Edito de MAI 2021

 La joie de l'Evangile 

Récemment, une amie de nos paroisses, épouse, mère, grand-mère et même arrière-grand-mère est venue me partager ses soucis, en particulier familiaux. Il y avait matière à exprimer de l'inquiétude, de la peine ou encore de la colère à propos de ce qu'elle vivait. Mais cette dame, plus très jeune, parvient néanmoins à garder une saine distance avec ses malheurs. Les égrainant devant moi, elle arrivait encore à en rire, en disant par exemple : « Un fils ou un petit-fils en prison ? Ça, non, je n'ai encore pas eu ! ». Depuis toujours, manifestement, cette amie fait preuve d'un solide caractère, et elle a décidé de regarder la vie positivement. Surtout, elle a compris que le rire constitue une bonne thérapie. Mais j'ai cru comprendre qu'il y avait un autre secret qui expliquait sa résistance au malheur : la prière vécue chaque jour en couple depuis plus de soixante ans, et la lecture et la méditation de l'Evangile

Je fais le lien avec un des passages d'Evangile qui parlent le plus à mon cœur, dont la lecture et la méditation m'émeuvent à chaque fois. C'est cet extrait du chapitre 11 de l'Evangile selon Saint Mathieu (11, 25-30), dans lequel on entend Jésus dire : « Venez à moi, vous tous qui peinez sous le poids du fardeau, et moi, je vous procurerai le repos. Prenez sur vous mon joug, devenez mes disciples, car je suis doux et humble de cœur, et vous trouverez le repos pour votre âme ». Un des jeunes amis africains qui vivent avec moi au presbytère, issu d'une grande famille musulmane mais très fâché avec les religions, a déposé sa photo tout contre une icône qui illustre cette parole du Christ. Comme je lui demandais pourquoi il avait fait cela, il m'a simplement répondu : « Ben ! Il dit qu'il est « doux et humble de cœur ». Je tente ma chance ! ». 

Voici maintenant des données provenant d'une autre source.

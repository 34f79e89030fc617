use common::RedactedPassword;

use std::collections::HashMap;
use std::sync::{Mutex, PoisonError};

const KEYRING_NAME_SPACE: &str = "Payara.admin";

/// Persistent home of admin passwords, kept apart from instance descriptors.
pub trait SecretStore: Send + Sync {
    fn get(&self, key: &str) -> Option<RedactedPassword>;
    fn put(&self, key: &str, secret: RedactedPassword);
    fn remove(&self, key: &str);
}

/// Key of the admin password of `user` on server `server`:
/// `Payara.admin.password:<server>:<user>`.
pub fn password_key(server: &str, user: &str) -> String {
    format!(
        "{KEYRING_NAME_SPACE}.{}:{server}:{user}",
        models::server_instance::keys::PASSWORD_ATTR
    )
}

/// In-process [`SecretStore`]; secrets are lost when the process exits.
#[derive(Default)]
pub struct MemorySecretStore {
    secrets: Mutex<HashMap<String, RedactedPassword>>,
}

impl MemorySecretStore {
    pub fn new() -> Self {
        Self::default()
    }

    pub fn len(&self) -> usize {
        self.secrets.lock().unwrap_or_else(PoisonError::into_inner).len()
    }

    pub fn is_empty(&self) -> bool {
        self.len() == 0
    }
}

impl SecretStore for MemorySecretStore {
    fn get(&self, key: &str) -> Option<RedactedPassword> {
        self.secrets
            .lock()
            .unwrap_or_else(PoisonError::into_inner)
            .get(key)
            .cloned()
    }

    fn put(&self, key: &str, secret: RedactedPassword) {
        self.secrets
            .lock()
            .unwrap_or_else(PoisonError::into_inner)
            .insert(key.to_string(), secret);
    }

    fn remove(&self, key: &str) {
        self.secrets
            .lock()
            .unwrap_or_else(PoisonError::into_inner)
            .remove(key);
    }
}
use common::ErrorLocation;

use models::ModelError;

use std::path::PathBuf;

use thiserror::Error as ThisError;

#[derive(Debug, ThisError)]
pub enum RegistryError {
    #[error("Duplicate Instance Error: '{name}' is already registered {location}")]
    Duplicate {
        name: String,
        location: ErrorLocation,
    },

    #[error("Instance Not Found Error: '{name}' {location}")]
    NotFound {
        name: String,
        location: ErrorLocation,
    },

    #[error("Instance Store Error: {path}: {reason} {location}")]
    Store {
        path: PathBuf,
        reason: String,
        location: ErrorLocation,
    },

    #[error("Instance Descriptor Error: {source}")]
    Model {
        #[from]
        source: ModelError,
    },
}
mod http;
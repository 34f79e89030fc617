use crate::log_view::LogFilter;

use models::LogRecord;

/// Position inside `[#|timestamp|level|version|logger|threadinfo|message|#]`.
#[derive(Debug, Clone, Copy, PartialEq, Eq)]
enum State {
    Text,
    OpenBracket,
    OpenHash,
    Timestamp,
    Level,
    Version,
    Logger,
    ThreadInfo,
    Message,
    ClosePipe,
    CloseHash,
}

#[derive(Debug, Default)]
struct PendingRecord {
    timestamp: String,
    level: String,
    version: String,
    logger: String,
    thread_info: String,
    message: String,
    /// A chunk of this record was already emitted.
    emitted: bool,
}

impl PendingRecord {
    fn chunk(&mut self) -> LogRecord {
        let non_empty = |s: &str| (!s.is_empty()).then(|| s.to_string());
        let mut message = std::mem::take(&mut self.message);
        message.push('\n');

        let record = LogRecord {
            timestamp: non_empty(&self.timestamp),
            level: non_empty(&self.level),
            version: non_empty(&self.version),
            logger: non_empty(&self.logger),
            thread_info: non_empty(&self.thread_info),
            message,
            multiline: self.emitted,
        };
        self.emitted = true;
        record
    }
}

/// Character-driven parser of the bracketed server.log record format.
///
/// Anything that does not turn out to be a record passes through as plain
/// text, one line at a time.
#[derive(Debug)]
pub struct BracketedFilter {
    state: State,
    plain: String,
    record: PendingRecord,
}

impl Default for BracketedFilter {
    fn default() -> Self {
        Self::new()
    }
}

impl BracketedFilter {
    pub fn new() -> Self {
        Self {
            state: State::Text,
            plain: String::new(),
            record: PendingRecord::default(),
        }
    }

    fn take_plain(&mut self) -> Option<LogRecord> {
        if self.plain.is_empty() {
            return None;
        }
        Some(LogRecord::plain(std::mem::take(&mut self.plain)))
    }

    fn field(&mut self) -> Option<&mut String> {
        match self.state {
            State::Timestamp => Some(&mut self.record.timestamp),
            State::Level => Some(&mut self.record.level),
            State::Version => Some(&mut self.record.version),
            State::Logger => Some(&mut self.record.logger),
            State::ThreadInfo => Some(&mut self.record.thread_info),
            _ => None,
        }
    }

    /// Header characters consumed since `[#|`. Fields never hold `|`, so
    /// joining them restores the input exactly.
    fn raw_header(&self) -> String {
        let fields = [
            &self.record.timestamp,
            &self.record.level,
            &self.record.version,
            &self.record.logger,
            &self.record.thread_info,
        ];
        let seen = match self.state {
            State::Timestamp => 1,
            State::Level => 2,
            State::Version => 3,
            State::Logger => 4,
            _ => 5,
        };
        let joined: Vec<&str> = fields[..seen].iter().map(|field| field.as_str()).collect();
        format!("[#|{}", joined.join("|"))
    }

    fn next_field(state: State) -> State {
        match state {
            State::Timestamp => State::Level,
            State::Level => State::Version,
            State::Version => State::Logger,
            State::Logger => State::ThreadInfo,
            _ => State::Message,
        }
    }

    fn text(&mut self, c: char) -> Option<LogRecord> {
        match c {
            '[' => {
                self.state = State::OpenBracket;
                None
            }
            '\n' => {
                if self.plain.is_empty() {
                    return None;
                }
                self.plain.push('\n');
                self.take_plain()
            }
            _ => {
                self.plain.push(c);
                None
            }
        }
    }

    fn message(&mut self, c: char) -> Option<LogRecord> {
        match c {
            '|' => {
                self.state = State::ClosePipe;
                None
            }
            '\n' => Some(self.record.chunk()),
            _ => {
                self.record.message.push(c);
                None
            }
        }
    }
}

impl LogFilter for BracketedFilter {
    fn process(&mut self, c: char) -> Option<LogRecord> {
        if c == '\r' {
            return None;
        }

        match self.state {
            State::Text => self.text(c),
            State::OpenBracket => {
                if c == '#' {
                    self.state = State::OpenHash;
                    return None;
                }
                self.plain.push('[');
                self.state = State::Text;
                self.text(c)
            }
            State::OpenHash => {
                if c == '|' {
                    self.state = State::Timestamp;
                    self.record = PendingRecord::default();
                    return self.take_plain();
                }
                self.plain.push_str("[#");
                self.state = State::Text;
                self.text(c)
            }
            State::Timestamp | State::Level | State::Version | State::Logger | State::ThreadInfo => {
                if c == '|' {
                    self.state = Self::next_field(self.state);
                } else if let Some(field) = self.field() {
                    field.push(c);
                }
                None
            }
            State::Message => self.message(c),
            State::ClosePipe => {
                if c == '#' {
                    self.state = State::CloseHash;
                    return None;
                }
                self.record.message.push('|');
                self.state = State::Message;
                self.message(c)
            }
            State::CloseHash => {
                if c == ']' {
                    self.state = State::Text;
                    let mut record = std::mem::take(&mut self.record);
                    if record.emitted && record.message.is_empty() {
                        return None;
                    }
                    return Some(record.chunk());
                }
                self.record.message.push_str("|#");
                self.state = State::Message;
                self.message(c)
            }
        }
    }

    fn flush(&mut self) -> Option<LogRecord> {
        match self.state {
            State::Text => self.take_plain(),
            State::OpenBracket => {
                self.state = State::Text;
                self.plain.push('[');
                self.take_plain()
            }
            State::OpenHash => {
                self.state = State::Text;
                self.plain.push_str("[#");
                self.take_plain()
            }
            State::Message | State::ClosePipe | State::CloseHash => {
                self.state = State::Text;
                let mut record = std::mem::take(&mut self.record);
                if record.emitted && record.message.is_empty() {
                    return None;
                }
                Some(record.chunk())
            }
            State::Timestamp | State::Level | State::Version | State::Logger | State::ThreadInfo => {
                let raw = self.raw_header();
                self.state = State::Text;
                self.record = PendingRecord::default();
                self.plain.push_str(&raw);
                self.take_plain()
            }
        }
    }
}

Il y a mille et une raisons d'être moroses, voire en détresse psychologique ! La pandémie de la Covid-19 a atteint le moral de chacun. Chaque jour, les nouvelles du monde nous apportent leur lot de drames et de souffrances : les milliers et les milliers de morts en Inde et au Brésil à cause de la Covid, les dizaines, voire les centaines de migrants qui périssent presque quotidiennement en Méditerranée, les attentats, les violences qui partout augmentent, le chômage, les deuils... Comment ne pas nous laisser entraîner par la déprime, le découragement, la tristesse ? J'ose répondre : en regardant vers le Christ ! Qui de nous, d'ailleurs, n'a pas fait l'expérience de la consolation et de la force que l'on trouve en pénétrant, les jours de tristesse, dans la pénombre d'une église et en s'asseyant au pied d'une croix ou devant le Saint Sacrement ? Quand, épuisé, désorienté, accablé on s'abandonne entre les mains du Seigneur, sa mystérieuse présence et son amour agissant nous relèvent !

En ce mois de mai 2021, nous allons vivre successivement la mémoire de l'Ascension du Seigneur Jésus quarante jours après sa Pâque, et la mémoire vive, active du don de son Esprit fait à l'Eglise et à chacun-e à l'occasion de la Pentecôte. En les célébrant avec cœur, nous demanderons au Seigneur qu'il nous offre sa paix, sa force, sa joie en ces temps difficiles. Surtout, nous renouvellerons notre décision de le suivre en nous nourrissant de son Evangile, source de joie permanente comme le rappelait le pape François dans son exhortation « Evangelii Gaudium » de 2013.